# Programmierung eines 8051-Assemblers unter Java



## BillGatez (15. Jan 2004)

Dies ist ein Test,wie dass hier mit den nachfolgenden Fragen funktioniert !
Danke


----------



## gustav (21. Jan 2004)

Wenn Du das File gleichzeitig auf Syntax checken willst, dann würde ich Dir JavaCC (Java Compiler Compiler) vorschlagen. Damit kannst Du Dir einen eigenen Parser als Java Quellcode generieren lassen. Allerdings mußt Du hierfür eine Grammatik der Assembler Sprache definieren. Wenn dich dass nicht abschreckt bekommst Du einen relativ komfortablen Quellcode generiert, der symbolische Konstanten liefert. Diese kannst Du leicht in einem switch case Konstrukt weiterverarbeiten, d.h. die entsprechenden HexCodes zuordnen.
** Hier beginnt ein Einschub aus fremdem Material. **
//! Streaming sessions backed by a fully decoded image.

use crate::adapter::{ScanlineSession, check_read_args};
use crate::pixel::Components;
use crate::{AdapterError, DecodedImage};

/// Serves rows of an image that was decoded in full when the session opened.
///
/// Used by libraries without incremental decode and by formats (interlaced
/// PNG) whose rows only settle after the last pass. Any row order works.
#[derive(Debug)]
pub struct BufferedSession {
    image: DecodedImage,
}

impl BufferedSession {
    pub fn new(image: DecodedImage) -> Self {
        log::debug!(
            "buffered session over {}x{} {:?}",
            image.width(),
            image.height(),
            image.components()
        );
        Self { image }
    }
}

impl ScanlineSession for BufferedSession {
    fn width(&self) -> u32 {
        self.image.width()
    }

    fn height(&self) -> u32 {
        self.image.height()
    }

    fn components(&self) -> Components {
        self.image.components()
    }

    fn read_line(&mut self, y: u32, buf: &mut [u8]) -> Result<(), AdapterError> {
        let row_bytes = self.image.row_bytes();
        check_read_args(y, self.image.height(), row_bytes, buf)?;
        let row = self
            .image
            .row(y)
            .ok_or(AdapterError::RowOutOfRange { row: y, height: self.image.height() })?;
        buf[..row_bytes].copy_from_slice(row);
        Ok(())
    }

    fn close(self: Box<Self>) {
        log::debug!("closing buffered session");
    }
}
//! # zenadapters
//!
//! Uniform image adapters: one identify/load/save/stream contract over
//! different codec libraries.
//!
//! Each binding is feature-gated:
//!
//! ```toml
//! [dependencies]
//! zenadapters = { version = "0.1", features = ["native", "image-rs"] }
//! ```
//!
//! - `native`: the png crate, with row-at-a-time PNG streaming. Add `jpeg`
//!   for zenjpeg-backed JPEG.
//! - `image-rs`: the `image` crate toolkit and every format it was built with.
//!
//! ## Usage
//!
//! ```rust,no_run
//! use std::path::Path;
//! use zenadapters::{AdapterRegistry, ImageView};
//!
//! let registry = AdapterRegistry::default();
//! let image = registry.load(Path::new("input.png"))?;
//! println!("{}x{} {:?}", image.width(), image.height(), image.components());
//!
//! // Stream rows without holding the decoded image
//! let mut session = registry.open(Path::new("input.png"))?;
//! let mut row = vec![0u8; session.row_bytes()];
//! for y in 0..session.height() {
//!     session.read_line(y, &mut row)?;
//! }
//! session.close();
//!
//! registry.save(Path::new("output.jpg"), &image.view(), "jpg")?;
//! # Ok::<(), zenadapters::AdapterError>(())
//! ```
//!
//! Hosts that expect boolean results and a last-error message wrap an adapter
//! in [`Plugin`].

#![forbid(unsafe_code)]

mod adapter;
pub mod adapters;
mod buffer;
mod codecs;
mod config;
mod error;
mod format;
mod limits;
pub mod pixel;
mod plugin;
pub mod probe;
mod registry;
mod session;

pub use adapter::{ImageAdapter, SaverInfo, ScanlineSession};
pub use buffer::{DecodedImage, ImageView};
pub use config::{AdapterConfig, PngCompression};
pub use error::{AdapterError, ErrorKind};
pub use format::ImageFormat;
pub use limits::Limits;
pub use pixel::{ChannelOrder, Components, RowOrder};
pub use plugin::{OpenSession, Plugin, SessionHandle};
pub use probe::ProbeResult;
pub use registry::AdapterRegistry;
pub use session::BufferedSession;

#[cfg(feature = "image-rs")]
pub use adapters::ImageRsAdapter;
#[cfg(feature = "native")]
pub use adapters::NativeAdapter;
Ob Du allerdings direkt mit Java über die serielle Schnittstelle kommunizieren kannst, ohne die Plattformunabhängigkeit zu verlieren, bezweifle ich.


----------



## Nobody (22. Jan 2004)

es gibt sytntax diagramme für sprachen und nach dieser gramatik überprüft ein compiler die richtigkeit.


----------



## AlArenal (23. Jan 2004)

Yepp, gute alte BNF. Damit hat man sich früher unter Unix mit lexx und yacc noch schön eigene Programmiersprachen gestrickt...


----------